Problem details →
Check each line of the listing for the word "provider" and report the ones that have it.

Data extracts Start Marker

//! Bearer-token authentication and explicit role authorization.
//!
//! The identity provider itself is an external collaborator behind the
//! [`TokenVerifier`] seam; this module only turns a verified token into a
//! [`Principal`] request extension and checks required roles.

use std::sync::Arc;

use axum::extract::{Request, State};
use axum::http::{header, StatusCode};
use axum::middleware::Next;
use axum::response::{IntoResponse, Response};
use tracing::warn;

use crate::workflows::matching::domain::{Role, UserId};
use crate::workflows::matching::router::envelope_error;

/// The authenticated caller: identity plus the single role fixed at account
/// creation.
#[derive(Debug, Clone, PartialEq, Eq)]
pub struct Principal {
    pub user_id: UserId,
    pub role: Role,
}

/// Seam for the external identity provider's token verification.
pub trait TokenVerifier: Send + Sync {
    fn verify(&self, token: &str) -> Result<Principal, AuthError>;
}

#[derive(Debug, thiserror::Error)]
pub enum AuthError {
    #[error("missing bearer token")]
    MissingToken,
    #[error("invalid or expired bearer token")]
    InvalidToken,
    #[error("role {actual} is not permitted to call this endpoint")]
    Forbidden { actual: Role },
}

impl AuthError {
    pub const fn status(&self) -> StatusCode {
        match self {
            Self::MissingToken | Self::InvalidToken => StatusCode::UNAUTHORIZED,
            Self::Forbidden { .. } => StatusCode::FORBIDDEN,
        }
    }
}

impl IntoResponse for AuthError {
    fn into_response(self) -> Response {
        envelope_error(self.status(), self.to_string())
    }
}

/// Check the principal's role against the set an endpoint requires. An empty
/// set admits any authenticated principal.
pub fn authorize(required: &[Role], principal: &Principal) -> Result<(), AuthError> {
    if required.is_empty() || required.contains(&principal.role) {
        return Ok(());
    }

    Err(AuthError::Forbidden {
        actual: principal.role,
    })
}

/// Middleware resolving `Authorization: Bearer <token>` into a [`Principal`]
/// extension. Requests without a verifiable token never reach the handlers.
pub async fn require_bearer<V>(
    State(verifier): State<Arc<V>>,
    mut request: Request,
    next: Next,
) -> Response
where
    V: TokenVerifier + 'static,
{
    let token = request
        .headers()
        .get(header::AUTHORIZATION)
        .and_then(|value| value.to_str().ok())
        .and_then(|raw| raw.strip_prefix("Bearer "))
        .map(str::trim)
        .filter(|token| !token.is_empty());

    let Some(token) = token else {
        warn!("request rejected: no bearer token presented");
        return AuthError::MissingToken.into_response();
    };

    match verifier.verify(token) {
        Ok(principal) => {
            request.extensions_mut().insert(principal);
            next.run(request).await
        }
        Err(err) => {
            warn!(error = %err, "request rejected: token verification failed");
            err.into_response()
        }
    }
}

Data extracts End Marker

Output of the exercise →
//! The identity provider itself is an external collaborator behind the
/// Seam for the external identity provider's token verification.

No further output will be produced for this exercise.